Barclays analysts noted the lack of a “smoking gun” in UK economic data meant the Bank of England should stick to a cautious path of gradual reductions.

In the US, the focus has shifted from cooling inflation to propping up the labour market, IG analysts explained, with a collective 115 basis points worth of cuts expected by the year-end.

Also due next week is retail sales data from both sides of the Atlantic, coming on Tuesday for the US and Friday in the UK.

UK inflation data for August is also set to be released on Wednesday, with markets expecting a 2.2% reading in line with July’s growth and again above the Bank of England’s 2.0% target.
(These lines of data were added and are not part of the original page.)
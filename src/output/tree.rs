//! Tree formatter - writes one styled line per visited entry

use std::fs;
use std::io::{self, Write};
use std::path::Path;

use termcolor::{Color, ColorChoice, ColorSpec, StandardStream, WriteColor};

use crate::tree::{Entry, Totals, TreeOutput};

use super::config::OutputConfig;

/// Formatter for console tree output. Implements `TreeOutput` so the walker
/// can stream entries straight to it; also owns the unprefixed root line and
/// the closing summary.
///
/// Generic over the sink so tests can capture output with
/// `termcolor::NoColor<Vec<u8>>`.
pub struct TreeFormatter<W: WriteColor> {
    config: OutputConfig,
    out: W,
}

impl TreeFormatter<StandardStream> {
    /// Formatter writing to stdout, honoring the configured color choice.
    pub fn stdout(config: OutputConfig) -> Self {
        let choice = if config.use_color {
            ColorChoice::Auto
        } else {
            ColorChoice::Never
        };
        Self {
            config,
            out: StandardStream::stdout(choice),
        }
    }
}

impl<W: WriteColor> TreeFormatter<W> {
    pub fn new(config: OutputConfig, out: W) -> Self {
        Self { config, out }
    }

    pub fn into_inner(self) -> W {
        self.out
    }

    /// Print the start path once, unprefixed, before traversal begins.
    pub fn print_root(&mut self, path: &Path) -> io::Result<()> {
        self.out
            .set_color(ColorSpec::new().set_fg(Some(Color::Blue)).set_bold(true))?;
        writeln!(self.out, "{}", path.display())?;
        self.out.reset()
    }

    /// Print the closing summary: a blank line, then folder and file counts
    /// with independent singular/plural wording.
    pub fn print_summary(&mut self, totals: &Totals) -> io::Result<()> {
        writeln!(self.out)?;
        if totals.folders == 1 {
            write!(self.out, "1 folder")?;
        } else {
            write!(self.out, "{} folders", totals.folders)?;
        }
        write!(self.out, ", ")?;
        if totals.files == 1 {
            writeln!(self.out, "1 file")
        } else {
            writeln!(self.out, "{} files", totals.files)
        }
    }

    fn display_path(&self, entry: &Entry) -> String {
        if self.config.full_path {
            entry.path().display().to_string()
        } else {
            entry.file_name().to_string_lossy().into_owned()
        }
    }
}

impl<W: WriteColor> TreeOutput for TreeFormatter<W> {
    fn output_node(&mut self, entry: &Entry, prefix: &str, is_last: bool) -> io::Result<()> {
        let connector = if is_last { "└── " } else { "├── " };
        let display = self.display_path(entry);

        write!(self.out, "{}{}", prefix, connector)?;

        if entry.is_dir() {
            self.out
                .set_color(ColorSpec::new().set_fg(Some(Color::Blue)).set_bold(true))?;
            writeln!(self.out, "{}", display)?;
            self.out.reset()?;
        } else if entry.is_symlink() {
            // Resolving the target is the one fatal error in the walk.
            let target = fs::read_link(entry.path())?;
            self.out
                .set_color(ColorSpec::new().set_fg(Some(Color::Red)).set_bold(true))?;
            write!(self.out, "{}", display)?;
            self.out.reset()?;
            write!(self.out, " -> ")?;
            self.out.set_color(ColorSpec::new().set_fg(Some(Color::Cyan)))?;
            writeln!(self.out, "{}", target.display())?;
            self.out.reset()?;
        } else if entry.is_executable() {
            self.out.set_color(ColorSpec::new().set_bold(true))?;
            writeln!(self.out, "{}", display)?;
            self.out.reset()?;
        } else {
            writeln!(self.out, "{}", display)?;
        }

        Ok(())
    }
}

#[cfg(test)]
mod tests {
    use super::*;
    use std::path::PathBuf;
    use tempfile::TempDir;
    use termcolor::NoColor;

    fn formatter(config: OutputConfig) -> TreeFormatter<NoColor<Vec<u8>>> {
        TreeFormatter::new(config, NoColor::new(Vec::new()))
    }

    fn rendered(formatter: TreeFormatter<NoColor<Vec<u8>>>) -> String {
        String::from_utf8(formatter.into_inner().into_inner()).unwrap()
    }

    fn entry_for(path: PathBuf) -> Entry {
        let metadata = fs::symlink_metadata(&path).expect("Failed to stat entry");
        Entry::new(path, metadata)
    }

    #[test]
    fn test_plain_file_line() {
        let dir = TempDir::new().unwrap();
        let file = dir.path().join("notes.txt");
        fs::write(&file, "").unwrap();

        let mut f = formatter(OutputConfig::default());
        f.output_node(&entry_for(file), "│   ", false).unwrap();
        assert_eq!(rendered(f), "│   ├── notes.txt\n");
    }

    #[test]
    fn test_last_sibling_gets_corner_glyph() {
        let dir = TempDir::new().unwrap();
        let file = dir.path().join("notes.txt");
        fs::write(&file, "").unwrap();

        let mut f = formatter(OutputConfig::default());
        f.output_node(&entry_for(file), "", true).unwrap();
        assert_eq!(rendered(f), "└── notes.txt\n");
    }

    #[test]
    fn test_full_path_mode_prints_whole_path() {
        let dir = TempDir::new().unwrap();
        let file = dir.path().join("notes.txt");
        fs::write(&file, "").unwrap();

        let config = OutputConfig {
            full_path: true,
            ..Default::default()
        };
        let mut f = formatter(config);
        f.output_node(&entry_for(file.clone()), "", true).unwrap();
        assert_eq!(rendered(f), format!("└── {}\n", file.display()));
    }

    #[test]
    #[cfg(unix)]
    fn test_symlink_line_shows_target() {
        use std::os::unix::fs::symlink;

        let dir = TempDir::new().unwrap();
        let target = dir.path().join("real.txt");
        fs::write(&target, "").unwrap();
        let link = dir.path().join("link.txt");
        symlink("real.txt", &link).unwrap();

        let mut f = formatter(OutputConfig::default());
        f.output_node(&entry_for(link), "", true).unwrap();
        assert_eq!(rendered(f), "└── link.txt -> real.txt\n");
    }

    #[test]
    fn test_root_line_is_unprefixed() {
        let mut f = formatter(OutputConfig::default());
        f.print_root(Path::new("/some/dir")).unwrap();
        assert_eq!(rendered(f), "/some/dir\n");
    }

    #[test]
    fn test_summary_plural_wording() {
        let mut f = formatter(OutputConfig::default());
        f.print_summary(&Totals { files: 2, folders: 1 }).unwrap();
        assert_eq!(rendered(f), "\n1 folder, 2 files\n");
    }

    #[test]
    fn test_summary_singular_and_zero() {
        let mut f = formatter(OutputConfig::default());
        f.print_summary(&Totals { files: 1, folders: 0 }).unwrap();
        assert_eq!(rendered(f), "\n0 folders, 1 file\n");
    }
}
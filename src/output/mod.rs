//! Output formatting for tree listings
//!
//! `TreeFormatter` turns the walker's entry stream into styled console
//! lines: directories bold blue, symlinks with their resolved target,
//! executables bold, everything else plain.

mod config;
mod tree;

pub use config::OutputConfig;
pub use tree::TreeFormatter;
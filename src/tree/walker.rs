//! TreeWalker - streams entries depth-first without buffering the tree

use std::fs;
use std::io;
use std::path::Path;

use super::config::WalkerConfig;
use super::entry::Entry;
use super::skip::SkipList;

/// Running totals of visited files and folders, combined bottom-up.
#[derive(Debug, Default, Clone, Copy, PartialEq, Eq)]
pub struct Totals {
    pub files: usize,
    pub folders: usize,
}

/// Callback for streaming output - receives each entry in traversal order,
/// together with the inherited prefix and whether the entry is the last of
/// its siblings.
pub trait TreeOutput {
    fn output_node(&mut self, entry: &Entry, prefix: &str, is_last: bool) -> io::Result<()>;
}

/// Recursive tree walker. Uses O(depth) memory: each call owns its own
/// directory listing and releases it on return.
pub struct TreeWalker {
    config: WalkerConfig,
    skip: SkipList,
}

impl TreeWalker {
    pub fn new(config: WalkerConfig) -> Self {
        Self {
            config,
            skip: SkipList::default(),
        }
    }

    /// Override the default skip-list.
    pub fn with_skip_list(mut self, skip: SkipList) -> Self {
        self.skip = skip;
        self
    }

    /// Walk the subtree rooted at `root`, streaming every visited entry to
    /// `output`. The root itself is not emitted. An output error aborts the
    /// walk; unreadable directories do not.
    pub fn walk<O: TreeOutput>(&self, root: &Path, output: &mut O) -> io::Result<Totals> {
        self.crawl(root, 0, "", output)
    }

    fn crawl<O: TreeOutput>(
        &self,
        dir: &Path,
        depth: usize,
        prefix: &str,
        output: &mut O,
    ) -> io::Result<Totals> {
        let mut totals = Totals::default();

        if self.config.max_depth.is_some_and(|max| depth >= max) {
            return Ok(totals);
        }

        let entries = self.list_entries(dir);
        let count = entries.len();

        for (i, entry) in entries.iter().enumerate() {
            let is_last = i + 1 == count;

            output.output_node(entry, prefix, is_last)?;

            if entry.is_dir() {
                // Counted whether or not we descend.
                totals.folders += 1;

                if self.config.dumb_mode || !self.skip.is_skipped(entry.file_name()) {
                    let child_prefix = if is_last {
                        format!("{}    ", prefix)
                    } else {
                        format!("{}│   ", prefix)
                    };
                    let sub = self.crawl(entry.path(), depth + 1, &child_prefix, output)?;
                    totals.files += sub.files;
                    totals.folders += sub.folders;
                }
            } else {
                totals.files += 1;
            }
        }

        Ok(totals)
    }

    /// List, filter, and sort a directory's immediate children.
    ///
    /// An unreadable directory is treated as empty; siblings and ancestors
    /// keep printing. Children whose metadata cannot be read are dropped.
    fn list_entries(&self, dir: &Path) -> Vec<Entry> {
        let reader = match fs::read_dir(dir) {
            Ok(r) => r,
            Err(_) => return Vec::new(),
        };

        let mut entries: Vec<Entry> = reader
            .filter_map(|e| e.ok())
            .filter_map(|e| e.metadata().ok().map(|m| Entry::new(e.path(), m)))
            .collect();

        if self.config.dirs_only {
            entries.retain(|e| e.is_dir());
        }

        // Directories first, then byte-wise by path within each kind.
        entries.sort_by(|a, b| {
            b.is_dir()
                .cmp(&a.is_dir())
                .then_with(|| a.path().as_os_str().cmp(b.path().as_os_str()))
        });

        if self.config.reverse_sort {
            entries.reverse();
        }

        entries
    }
}
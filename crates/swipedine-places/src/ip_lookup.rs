//! Approximate origin from the caller's public IP.
//!
//! Used as the last resort of the origin fallback chain when there is no
//! device fix and no postal code. City-level accuracy at best; good enough
//! to center a first search.

use std::time::Duration;

use reqwest::Client;
use serde::Deserialize;
use swipedine_core::geo::Coordinate;

use crate::client::normalize_base_url;
use crate::error::PlacesError;

const DEFAULT_BASE_URL: &str = "https://ipapi.co";

/// Client for an ipapi.co-style IP geolocation endpoint.
pub struct IpLookupClient {
    client: Client,
    base_url: String,
}

/// The two fields we use from the `/json/` payload; everything else (city,
/// org, timezone, ...) is ignored.
#[derive(Debug, Deserialize)]
struct IpLookupResponse {
    latitude: f64,
    longitude: f64,
}

impl IpLookupClient {
    /// Creates an `IpLookupClient` against the production endpoint.
    ///
    /// # Errors
    ///
    /// Returns [`PlacesError::Http`] if the `reqwest::Client` cannot be
    /// constructed.
    pub fn new(timeout_secs: u64, user_agent: &str) -> Result<Self, PlacesError> {
        Self::with_base_url(timeout_secs, user_agent, DEFAULT_BASE_URL)
    }

    /// Creates an `IpLookupClient` against an explicit base URL (tests).
    ///
    /// # Errors
    ///
    /// Returns [`PlacesError::InvalidBaseUrl`] if `base_url` does not parse,
    /// or [`PlacesError::Http`] if the `reqwest::Client` cannot be built.
    pub fn with_base_url(
        timeout_secs: u64,
        user_agent: &str,
        base_url: &str,
    ) -> Result<Self, PlacesError> {
        let base_url = normalize_base_url(base_url)?;
        let client = Client::builder()
            .timeout(Duration::from_secs(timeout_secs))
            .connect_timeout(Duration::from_secs(10))
            .user_agent(user_agent)
            .build()?;
        Ok(Self { client, base_url })
    }

    /// Resolves the caller's approximate coordinate from its public IP.
    ///
    /// # Errors
    ///
    /// - [`PlacesError::Http`] — network or TLS failure.
    /// - [`PlacesError::UnexpectedStatus`] — non-2xx HTTP status.
    /// - [`PlacesError::Deserialize`] — body without numeric
    ///   latitude/longitude.
    pub async fn lookup(&self) -> Result<Coordinate, PlacesError> {
        let url = format!("{}/json/", self.base_url);
        let response = self.client.get(&url).send().await?;
        let status = response.status();
        if !status.is_success() {
            return Err(PlacesError::UnexpectedStatus {
                status: status.as_u16(),
                url,
            });
        }

        let body = response.text().await?;
        let parsed = serde_json::from_str::<IpLookupResponse>(&body).map_err(|e| {
            PlacesError::Deserialize {
                context: "ip geolocation response".to_string(),
                source: e,
            }
        })?;

        tracing::debug!(
            lat = parsed.latitude,
            lng = parsed.longitude,
            "resolved origin from ip"
        );
        Ok(Coordinate::new(parsed.latitude, parsed.longitude))
    }
}
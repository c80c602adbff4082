use thiserror::Error;

use swipedine_places::{FailureKind, PlacesError};

/// Failures from a [`crate::store::DecisionStore`] implementation.
#[derive(Debug, Error)]
pub enum StoreError {
    #[error("failed to read decision store at {path}: {source}")]
    Read {
        path: String,
        #[source]
        source: std::io::Error,
    },

    #[error("failed to write decision store at {path}: {source}")]
    Write {
        path: String,
        #[source]
        source: std::io::Error,
    },

    #[error("decision store at {path} is corrupt: {source}")]
    Corrupt {
        path: String,
        #[source]
        source: serde_json::Error,
    },
}

/// Everything that can go wrong driving a swipe session.
///
/// `NoResults` is deliberately absent: an empty candidate set is the
/// `Exhausted` state, not an error.
#[derive(Debug, Error)]
pub enum SessionError {
    /// The origin hint could not be resolved to a coordinate and there is no
    /// further fallback.
    #[error("could not resolve a search origin: {reason}")]
    OriginUnavailable { reason: String },

    /// The places provider could not be reached or refused the request.
    #[error("places provider unavailable: {source}")]
    ProviderUnavailable {
        #[source]
        source: PlacesError,
    },

    /// The places provider answered with a body we do not understand.
    #[error("places provider returned an invalid response: {source}")]
    ProviderResponseInvalid {
        #[source]
        source: PlacesError,
    },

    /// A pipeline is already running; the session gates on state, not locks.
    #[error("a search is already in flight")]
    SearchInFlight,

    /// Swipe attempted with nothing left in the queue.
    #[error("no candidate available to swipe on")]
    NoActiveCandidate,

    /// An operation that needs an origin ran before one was resolved.
    #[error("no origin has been resolved yet")]
    NoOrigin,

    #[error(transparent)]
    Store(#[from] StoreError),
}

impl SessionError {
    /// Maps a places-crate failure onto the session taxonomy using its
    /// unavailable-versus-invalid classification.
    pub(crate) fn from_places(source: PlacesError) -> Self {
        match source.kind() {
            FailureKind::Unavailable => SessionError::ProviderUnavailable { source },
            FailureKind::InvalidResponse => SessionError::ProviderResponseInvalid { source },
        }
    }

    /// One-line message suitable for showing to the user, without wire-level
    /// detail.
    #[must_use]
    pub fn user_message(&self) -> String {
        match self {
            SessionError::OriginUnavailable { .. } => {
                "We couldn't figure out where to search. Check the postal code and try again."
                    .to_string()
            }
            SessionError::ProviderUnavailable { .. } => {
                "The restaurant search service is unavailable right now. Try again in a moment."
                    .to_string()
            }
            SessionError::ProviderResponseInvalid { .. } => {
                "The restaurant search service sent back something unexpected. Try again."
                    .to_string()
            }
            SessionError::Store(_) => {
                "Your saved swipes could not be read or written.".to_string()
            }
            other => other.to_string(),
        }
    }
}
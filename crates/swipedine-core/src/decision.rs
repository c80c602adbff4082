use chrono::{DateTime, Utc};
use serde::{Deserialize, Serialize};

/// Which way the user swiped.
#[derive(Debug, Clone, Copy, PartialEq, Eq, Serialize, Deserialize)]
#[serde(rename_all = "snake_case")]
pub enum SwipeVerdict {
    Liked,
    Disliked,
}

/// One recorded swipe. Decisions are append-only; both verdicts exclude the
/// place from future result sets.
#[derive(Debug, Clone, Serialize, Deserialize)]
pub struct SwipeDecision {
    pub place_id: String,
    pub verdict: SwipeVerdict,
    pub decided_at: DateTime<Utc>,
}

impl SwipeDecision {
    /// Builds a decision stamped with the current time.
    #[must_use]
    pub fn new(place_id: impl Into<String>, verdict: SwipeVerdict) -> Self {
        Self {
            place_id: place_id.into(),
            verdict,
            decided_at: Utc::now(),
        }
    }
}
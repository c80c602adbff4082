use serde::{Deserialize, Serialize};

use crate::geo::Coordinate;

/// A restaurant candidate normalized from a places provider, the canonical
/// shape every downstream stage operates on. Nothing in this record reveals
/// which provider backend produced it.
#[derive(Debug, Clone, Serialize, Deserialize)]
pub struct Restaurant {
    /// Provider place identifier; unique within a session and the identity
    /// key for swipe decisions.
    pub place_id: String,
    pub name: String,
    /// Human-readable address; empty when the provider omits it.
    pub address: String,
    /// Star rating on the 0–5 scale; `0.0` when the provider omits it.
    pub rating: f64,
    /// Price tier from `0` (free or unknown) through `4` (very expensive).
    pub price_level: u8,
    /// Display category, e.g. `"Portuguese restaurant"`. Falls back to the
    /// first raw type, then the literal `"Restaurant"`.
    pub primary_category: String,
    pub photos: Vec<Photo>,
    /// Website URL; empty when the provider omits it.
    pub website: String,
    pub reviews: Vec<Review>,
    pub opening_hours: Option<OpeningHours>,
    /// Geographic position, when the provider returned one.
    pub coordinate: Option<Coordinate>,
    /// Great-circle distance from the search origin, annotated after
    /// normalization; `None` until annotation runs.
    pub distance_meters: Option<f64>,
}

impl Restaurant {
    /// Returns the first photo, the one a card UI would lead with.
    #[must_use]
    pub fn lead_photo(&self) -> Option<&Photo> {
        self.photos.first()
    }

    /// Returns whether the place is open right now, when the provider said.
    #[must_use]
    pub fn is_open_now(&self) -> Option<bool> {
        self.opening_hours.as_ref().and_then(|hours| hours.open_now)
    }

    /// Returns `true` when the rating meets the given threshold.
    #[must_use]
    pub fn meets_rating(&self, min_rating: f64) -> bool {
        self.rating >= min_rating
    }
}

/// A provider photo reference. Only the reference is stored; fetching the
/// bytes is an external concern.
#[derive(Debug, Clone, Serialize, Deserialize)]
pub struct Photo {
    /// Opaque provider reference used to retrieve the image elsewhere.
    pub reference: String,
    pub width_px: u32,
    pub height_px: u32,
}

/// A single user review attached to a restaurant.
#[derive(Debug, Clone, Serialize, Deserialize)]
pub struct Review {
    /// Reviewer display name; empty when attribution is withheld.
    pub author: String,
    pub rating: f64,
    pub text: String,
}

/// Opening-hours summary reshaped from either provider's wrapper.
#[derive(Debug, Clone, Serialize, Deserialize)]
pub struct OpeningHours {
    pub open_now: Option<bool>,
    /// One human-readable line per weekday, e.g. `"Monday: 12–23"`.
    pub weekday_text: Vec<String>,
}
We wouldn’t be surprised if this actually comes in slightly lower.

Next week sees several retailers reporting, including Next as it looks to build on an impressive run, as well as Kingfisher and Ocado.

First though, life insurance and pensions specialist Phoenix will kick off proceedings on Monday, before B&Q owner Kingfisher’s report on Tuesday.

Analysts suspect the retailer to have enjoyed growth in the UK but still be grappling with subdued conditions in France. Moonpig then takes centre stage on Wednesday, ahead of Next and Ocado’s updates on Thursday, which are all set to paint a picture of the health of the consumer environment.

Action on the TPP platform

Coming into this week nearly all of our strategies had a BUY/LONG bias. The trackers were tracking, the long or flats had bought into the fall the prior week and the active equity long short strategies also had an overall BUY bias. As the week evolved, some profit was taken in the Dow, Russell 2000, FTSE 100, Dax and Cac.

The trackers continue to track, but many of the long or flats moved into a market neutral position or a smaller BUY bias as the markets closed in the US last night.

The active strategies also looked relatively hedged as the week closed.

What could one read into this?

Firstly, many of the strategies were content with the profit offered to them in certain markets, and secondly that there is uncertainty over the market direction at the moment.

For every bull there seems to be a bear, and it’s been that way for a couple of months now. We’ve been content as of late as we’ve seemed to move into the market at the right time and out of it in a similar way. However, the reduced bias certainly suggests there is caution out there.

Next week is another week and it will be interesting to see what tweaks are made to strategies across the board.

Have a great weekend and we’ll be back on Wednesday with a midweek update on the markets.